Пока Анна Матвеевна манкировала обязанностями, адвокат Шелохов, временно замещавший Мосюкова на посту председателя президиума, обратился в союзное министерство юстиции с предложением пересмотреть решение российского министерства. Шелохов не смягчал выражений: «Михайлова совершенно не умеет мыслить и не имеет никаких знаний в области уголовного процесса. Наконец, самое возмутительное – это её клеветническое заявление на имя министра юстиции на председателя президиума областной коллегии адвокатов. Михайлова клевещет также на своего руководителя Сарно. По существу, она должна быть предана суду». 

Из Москвы запросили личное дело Михайловой и довольно скоро прислали ответ: «Министерство юстиции СССР считает решение областной коллегии правильным». Члены президиума не стали размахивать этим ответом как знаменем, но весной 1949-го, когда Анна Матвеевна возжелала отправиться адвокатом в Китой, ей решительно отказали.

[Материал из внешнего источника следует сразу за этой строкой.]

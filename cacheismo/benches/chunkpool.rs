#[macro_use]
extern crate criterion;
extern crate cacheismo;
extern crate rand;

use cacheismo::chunkpool::ChunkPool;
use criterion::black_box;
use criterion::Criterion;
use rand::prelude::*;

/// Repeated alloc/free across a spread of size classes, the pattern that
/// exercises the buddy-coalescing free list the hardest.
fn alloc_free_cycle(c: &mut Criterion) {
    c.bench_function("chunkpool alloc/free mixed sizes", |b| {
        let mut pool = ChunkPool::new(1024);
        let mut rng = StdRng::seed_from_u64(42);
        b.iter(|| {
            let mut handles = Vec::with_capacity(256);
            for _ in 0..256 {
                let size = rng.gen_range(16, 2048);
                if let Ok(handle) = pool.malloc(size) {
                    handles.push(handle);
                }
            }
            for handle in handles {
                pool.free(black_box(handle));
            }
        })
    });
}

/// Allocation pattern that leaves the pool fragmented, forcing the GC pass
/// on the next allocation that needs a larger class than any free list
/// currently holds (§4.1).
fn fragmentation_and_gc(c: &mut Criterion) {
    c.bench_function("chunkpool fragment then gc", |b| {
        let mut pool = ChunkPool::new(256);
        b.iter(|| {
            let mut handles = Vec::with_capacity(128);
            for _ in 0..128 {
                handles.push(pool.malloc(32).unwrap());
            }
            for handle in handles.iter().step_by(2) {
                pool.free(*handle);
            }
            if pool.needs_gc() {
                pool.gc();
            }
            black_box(pool.free_memory());
            for handle in handles.into_iter().skip(1).step_by(2) {
                pool.free(handle);
            }
        })
    });
}

criterion_group!(benches, alloc_free_cycle, fragmentation_and_gc);
criterion_main!(benches);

Оскорблённая отчисляется из стажёров, но очень скоро опять запросилась в центральную консультацию. 

«Под блеском их знаний очень много паутины»

– Я очень хорошо понимаю, что, если мы ей откажем, пойдут «телеги» в облисполком, в российское министерство юстиции, – обратился к членам коллегии Мосюков. – Но я уверен, что глава союзного министерства объяснил младшему коллеге, что негоже принимать решение исключительно по доносу.

Действительно, на этот раз из Москвы затребовали документы, и 24 мая 1949 года Михайловой был отправлен ответ: «Министр юстиции РСФСР тов. Беляев Ф.А. не нашёл оснований к направлению Вас стажёром в иркутскую коллегию адвокатов. И Ваше заявление оставил без удовлетворения». 

Копию ответа Мосюков зачитал всем членам президиума, добавив при этом:

– А на случай, если кто-то пожалеет «бедняжку Аню», зачитаю избранные места из её, так сказать, доносительской литературы: «Прошу Вас, товарищ Дровников, очень чутко отнестись к моей жалобе выявить в Иркутской областной коллегии адвокатов ряд нечистых элементов, которые позорят нашу советскую адвокатуру. Такие адвокаты, как Сарно и подобные ему, показывают блеск своих знаний, но под этим блеском очень много паутины». Ну что, достаточно? А я-то по должности прочитал всё-всё-всё! И вот что я подумал: она ведь искренне считала своей единственною обязанностью разоблачать нас, «вшивых интеллигентов». Какое изломанное сознание и сколько предположений возникает на этот счёт… Впрочем, давайте просто порадуемся тому, что Михайлова не родилась лет на 10–12 раньше. Не сидеть бы нам здесь сейчас.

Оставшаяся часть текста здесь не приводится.